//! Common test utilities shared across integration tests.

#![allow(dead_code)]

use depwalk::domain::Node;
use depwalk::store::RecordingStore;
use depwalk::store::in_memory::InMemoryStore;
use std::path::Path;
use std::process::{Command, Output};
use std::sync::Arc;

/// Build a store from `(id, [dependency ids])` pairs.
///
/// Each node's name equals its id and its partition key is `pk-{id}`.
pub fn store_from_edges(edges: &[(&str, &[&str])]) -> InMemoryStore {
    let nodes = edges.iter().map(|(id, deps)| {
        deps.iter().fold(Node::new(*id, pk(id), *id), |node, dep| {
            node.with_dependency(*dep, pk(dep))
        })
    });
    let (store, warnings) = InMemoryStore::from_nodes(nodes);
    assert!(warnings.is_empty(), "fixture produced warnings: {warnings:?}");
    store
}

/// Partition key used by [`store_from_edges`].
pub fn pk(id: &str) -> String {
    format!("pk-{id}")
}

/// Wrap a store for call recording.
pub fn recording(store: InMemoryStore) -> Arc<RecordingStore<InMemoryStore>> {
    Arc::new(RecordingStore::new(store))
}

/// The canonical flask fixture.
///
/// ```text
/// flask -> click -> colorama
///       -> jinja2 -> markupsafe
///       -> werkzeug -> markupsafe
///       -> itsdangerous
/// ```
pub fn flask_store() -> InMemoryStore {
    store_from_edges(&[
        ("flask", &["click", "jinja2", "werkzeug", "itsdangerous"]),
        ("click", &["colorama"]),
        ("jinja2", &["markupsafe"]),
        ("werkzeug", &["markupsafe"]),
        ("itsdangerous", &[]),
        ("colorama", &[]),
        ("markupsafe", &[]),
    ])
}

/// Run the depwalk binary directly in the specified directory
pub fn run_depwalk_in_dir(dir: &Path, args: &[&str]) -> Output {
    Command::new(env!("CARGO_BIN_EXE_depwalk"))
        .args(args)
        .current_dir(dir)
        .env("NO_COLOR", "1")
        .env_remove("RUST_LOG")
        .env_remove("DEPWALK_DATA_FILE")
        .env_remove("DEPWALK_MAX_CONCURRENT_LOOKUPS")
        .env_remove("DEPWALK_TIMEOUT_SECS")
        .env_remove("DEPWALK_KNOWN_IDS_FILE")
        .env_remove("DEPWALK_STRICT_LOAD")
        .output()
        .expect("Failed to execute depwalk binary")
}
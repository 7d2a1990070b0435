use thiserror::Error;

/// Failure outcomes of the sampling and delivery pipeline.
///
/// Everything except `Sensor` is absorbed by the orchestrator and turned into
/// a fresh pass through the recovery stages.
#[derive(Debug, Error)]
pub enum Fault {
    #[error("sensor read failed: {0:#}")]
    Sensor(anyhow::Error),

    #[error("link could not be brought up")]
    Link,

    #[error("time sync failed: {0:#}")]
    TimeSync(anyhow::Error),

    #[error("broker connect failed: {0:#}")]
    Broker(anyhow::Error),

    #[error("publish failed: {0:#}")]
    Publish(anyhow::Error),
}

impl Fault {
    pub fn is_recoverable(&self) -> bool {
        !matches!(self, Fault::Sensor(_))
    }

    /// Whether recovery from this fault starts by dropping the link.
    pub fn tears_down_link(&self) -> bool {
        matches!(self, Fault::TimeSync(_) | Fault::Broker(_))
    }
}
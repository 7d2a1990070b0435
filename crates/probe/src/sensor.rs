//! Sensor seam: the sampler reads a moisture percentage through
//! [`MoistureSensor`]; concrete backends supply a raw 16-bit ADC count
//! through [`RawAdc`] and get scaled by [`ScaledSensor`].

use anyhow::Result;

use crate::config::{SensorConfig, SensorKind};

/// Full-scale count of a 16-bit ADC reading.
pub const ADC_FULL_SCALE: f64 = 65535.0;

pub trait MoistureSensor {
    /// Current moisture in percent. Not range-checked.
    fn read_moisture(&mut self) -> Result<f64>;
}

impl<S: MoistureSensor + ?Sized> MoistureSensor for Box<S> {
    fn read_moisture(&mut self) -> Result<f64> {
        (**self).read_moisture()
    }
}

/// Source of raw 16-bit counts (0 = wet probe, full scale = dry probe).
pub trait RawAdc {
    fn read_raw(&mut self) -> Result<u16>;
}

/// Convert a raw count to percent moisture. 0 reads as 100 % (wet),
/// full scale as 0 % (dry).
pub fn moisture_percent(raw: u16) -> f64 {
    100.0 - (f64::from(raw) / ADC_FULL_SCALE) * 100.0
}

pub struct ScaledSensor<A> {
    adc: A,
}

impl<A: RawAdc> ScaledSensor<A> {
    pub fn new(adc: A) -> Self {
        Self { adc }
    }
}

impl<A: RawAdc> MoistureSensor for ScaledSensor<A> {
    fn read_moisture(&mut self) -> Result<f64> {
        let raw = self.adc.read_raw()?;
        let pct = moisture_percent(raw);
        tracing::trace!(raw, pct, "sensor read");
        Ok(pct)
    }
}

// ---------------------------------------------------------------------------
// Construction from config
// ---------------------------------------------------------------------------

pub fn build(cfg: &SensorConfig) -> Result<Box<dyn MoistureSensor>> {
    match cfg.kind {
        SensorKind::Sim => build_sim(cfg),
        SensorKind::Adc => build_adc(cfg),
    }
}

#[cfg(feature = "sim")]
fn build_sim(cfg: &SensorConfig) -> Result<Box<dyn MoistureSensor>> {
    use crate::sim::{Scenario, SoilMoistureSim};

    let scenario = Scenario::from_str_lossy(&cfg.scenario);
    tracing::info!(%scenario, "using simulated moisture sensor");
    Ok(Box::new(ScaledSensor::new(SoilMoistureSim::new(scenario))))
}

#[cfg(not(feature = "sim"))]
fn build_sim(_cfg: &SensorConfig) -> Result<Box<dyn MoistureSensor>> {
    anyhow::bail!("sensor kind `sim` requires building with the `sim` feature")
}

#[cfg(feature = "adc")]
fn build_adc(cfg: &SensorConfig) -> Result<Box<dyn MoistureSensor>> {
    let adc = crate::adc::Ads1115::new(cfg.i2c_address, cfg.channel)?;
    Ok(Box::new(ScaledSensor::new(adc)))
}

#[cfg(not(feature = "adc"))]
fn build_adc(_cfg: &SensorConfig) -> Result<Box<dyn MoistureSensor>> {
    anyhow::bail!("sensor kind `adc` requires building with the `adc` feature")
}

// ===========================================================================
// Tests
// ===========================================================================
# # #
What is required | Give back the entire listing verbatim.

Output for this exercise |
//! Common test utilities shared across integration tests.

#![allow(dead_code)]

use depwalk::domain::Node;
use depwalk::store::RecordingStore;
use depwalk::store::in_memory::InMemoryStore;
use std::path::Path;
use std::process::{Command, Output};
use std::sync::Arc;

/// Build a store from `(id, [dependency ids])` pairs.
///
/// Each node's name equals its id and its partition key is `pk-{id}`.
pub fn store_from_edges(edges: &[(&str, &[&str])]) -> InMemoryStore {
    let nodes = edges.iter().map(|(id, deps)| {
        deps.iter().fold(Node::new(*id, pk(id), *id), |node, dep| {
            node.with_dependency(*dep, pk(dep))
        })
    });
    let (store, warnings) = InMemoryStore::from_nodes(nodes);
    assert!(warnings.is_empty(), "fixture produced warnings: {warnings:?}");
    store
}

/// Partition key used by [`store_from_edges`].
pub fn pk(id: &str) -> String {
    format!("pk-{id}")
}

/// Wrap a store for call recording.
pub fn recording(store: InMemoryStore) -> Arc<RecordingStore<InMemoryStore>> {
    Arc::new(RecordingStore::new(store))
}

/// The canonical flask fixture.
///
/// ```text
/// flask -> click -> colorama
///       -> jinja2 -> markupsafe
///       -> werkzeug -> markupsafe
///       -> itsdangerous
/// ```
pub fn flask_store() -> InMemoryStore {
    store_from_edges(&[
        ("flask", &["click", "jinja2", "werkzeug", "itsdangerous"]),
        ("click", &["colorama"]),
        ("jinja2", &["markupsafe"]),
        ("werkzeug", &["markupsafe"]),
        ("itsdangerous", &[]),
        ("colorama", &[]),
        ("markupsafe", &[]),
    ])
}

/// Run the depwalk binary directly in the specified directory
pub fn run_depwalk_in_dir(dir: &Path, args: &[&str]) -> Output {
    Command::new(env!("CARGO_BIN_EXE_depwalk"))
        .args(args)
        .current_dir(dir)
        .env("NO_COLOR", "1")
        .env_remove("RUST_LOG")
        .env_remove("DEPWALK_DATA_FILE")
        .env_remove("DEPWALK_MAX_CONCURRENT_LOOKUPS")
        .env_remove("DEPWALK_TIMEOUT_SECS")
        .env_remove("DEPWALK_KNOWN_IDS_FILE")
        .env_remove("DEPWALK_STRICT_LOAD")
        .output()
        .expect("Failed to execute depwalk binary")
}
repository 7d2a1990070b0435
use thiserror::Error;

/// Failure outcomes of the sampling and delivery pipeline.
///
/// Everything except `Sensor` is absorbed by the orchestrator and turned into
/// a fresh pass through the recovery stages.
#[derive(Debug, Error)]
pub enum Fault {
    #[error("sensor read failed: {0:#}")]
    Sensor(anyhow::Error),

    #[error("link could not be brought up")]
    Link,

    #[error("time sync failed: {0:#}")]
    TimeSync(anyhow::Error),

    #[error("broker connect failed: {0:#}")]
    Broker(anyhow::Error),

    #[error("publish failed: {0:#}")]
    Publish(anyhow::Error),
}

impl Fault {
    pub fn is_recoverable(&self) -> bool {
        !matches!(self, Fault::Sensor(_))
    }

    /// Whether recovery from this fault starts by dropping the link.
    pub fn tears_down_link(&self) -> bool {
        matches!(self, Fault::TimeSync(_) | Fault::Broker(_))
    }
}
repository 7d2a1990070b0435
filename crates/probe/src/sensor.rs
//! Sensor seam: the sampler reads a moisture percentage through
//! [`MoistureSensor`]; concrete backends supply a raw 16-bit ADC count
//! through [`RawAdc`] and get scaled by [`ScaledSensor`].

use anyhow::Result;

use crate::config::{SensorConfig, SensorKind};

/// Full-scale count of a 16-bit ADC reading.
pub const ADC_FULL_SCALE: f64 = 65535.0;

pub trait MoistureSensor {
    /// Current moisture in percent. Not range-checked.
    fn read_moisture(&mut self) -> Result<f64>;
}

impl<S: MoistureSensor + ?Sized> MoistureSensor for Box<S> {
    fn read_moisture(&mut self) -> Result<f64> {
        (**self).read_moisture()
    }
}

/// Source of raw 16-bit counts (0 = wet probe, full scale = dry probe).
pub trait RawAdc {
    fn read_raw(&mut self) -> Result<u16>;
}

/// Convert a raw count to percent moisture. 0 reads as 100 % (wet),
/// full scale as 0 % (dry).
pub fn moisture_percent(raw: u16) -> f64 {
    100.0 - (f64::from(raw) / ADC_FULL_SCALE) * 100.0
}

pub struct ScaledSensor<A> {
    adc: A,
}

impl<A: RawAdc> ScaledSensor<A> {
    pub fn new(adc: A) -> Self {
        Self { adc }
    }
}

impl<A: RawAdc> MoistureSensor for ScaledSensor<A> {
    fn read_moisture(&mut self) -> Result<f64> {
        let raw = self.adc.read_raw()?;
        let pct = moisture_percent(raw);
        tracing::trace!(raw, pct, "sensor read");
        Ok(pct)
    }
}

// ---------------------------------------------------------------------------
// Construction from config
// ---------------------------------------------------------------------------

pub fn build(cfg: &SensorConfig) -> Result<Box<dyn MoistureSensor>> {
    match cfg.kind {
        SensorKind::Sim => build_sim(cfg),
        SensorKind::Adc => build_adc(cfg),
    }
}

#[cfg(feature = "sim")]
fn build_sim(cfg: &SensorConfig) -> Result<Box<dyn MoistureSensor>> {
    use crate::sim::{Scenario, SoilMoistureSim};

    let scenario = Scenario::from_str_lossy(&cfg.scenario);
    tracing::info!(%scenario, "using simulated moisture sensor");
    Ok(Box::new(ScaledSensor::new(SoilMoistureSim::new(scenario))))
}

#[cfg(not(feature = "sim"))]
fn build_sim(_cfg: &SensorConfig) -> Result<Box<dyn MoistureSensor>> {
    anyhow::bail!("sensor kind `sim` requires building with the `sim` feature")
}

#[cfg(feature = "adc")]
fn build_adc(cfg: &SensorConfig) -> Result<Box<dyn MoistureSensor>> {
    let adc = crate::adc::Ads1115::new(cfg.i2c_address, cfg.channel)?;
    Ok(Box::new(ScaledSensor::new(adc)))
}

#[cfg(not(feature = "adc"))]
fn build_adc(_cfg: &SensorConfig) -> Result<Box<dyn MoistureSensor>> {
    anyhow::bail!("sensor kind `adc` requires building with the `adc` feature")
}

// ===========================================================================
// Tests
// ===========================================================================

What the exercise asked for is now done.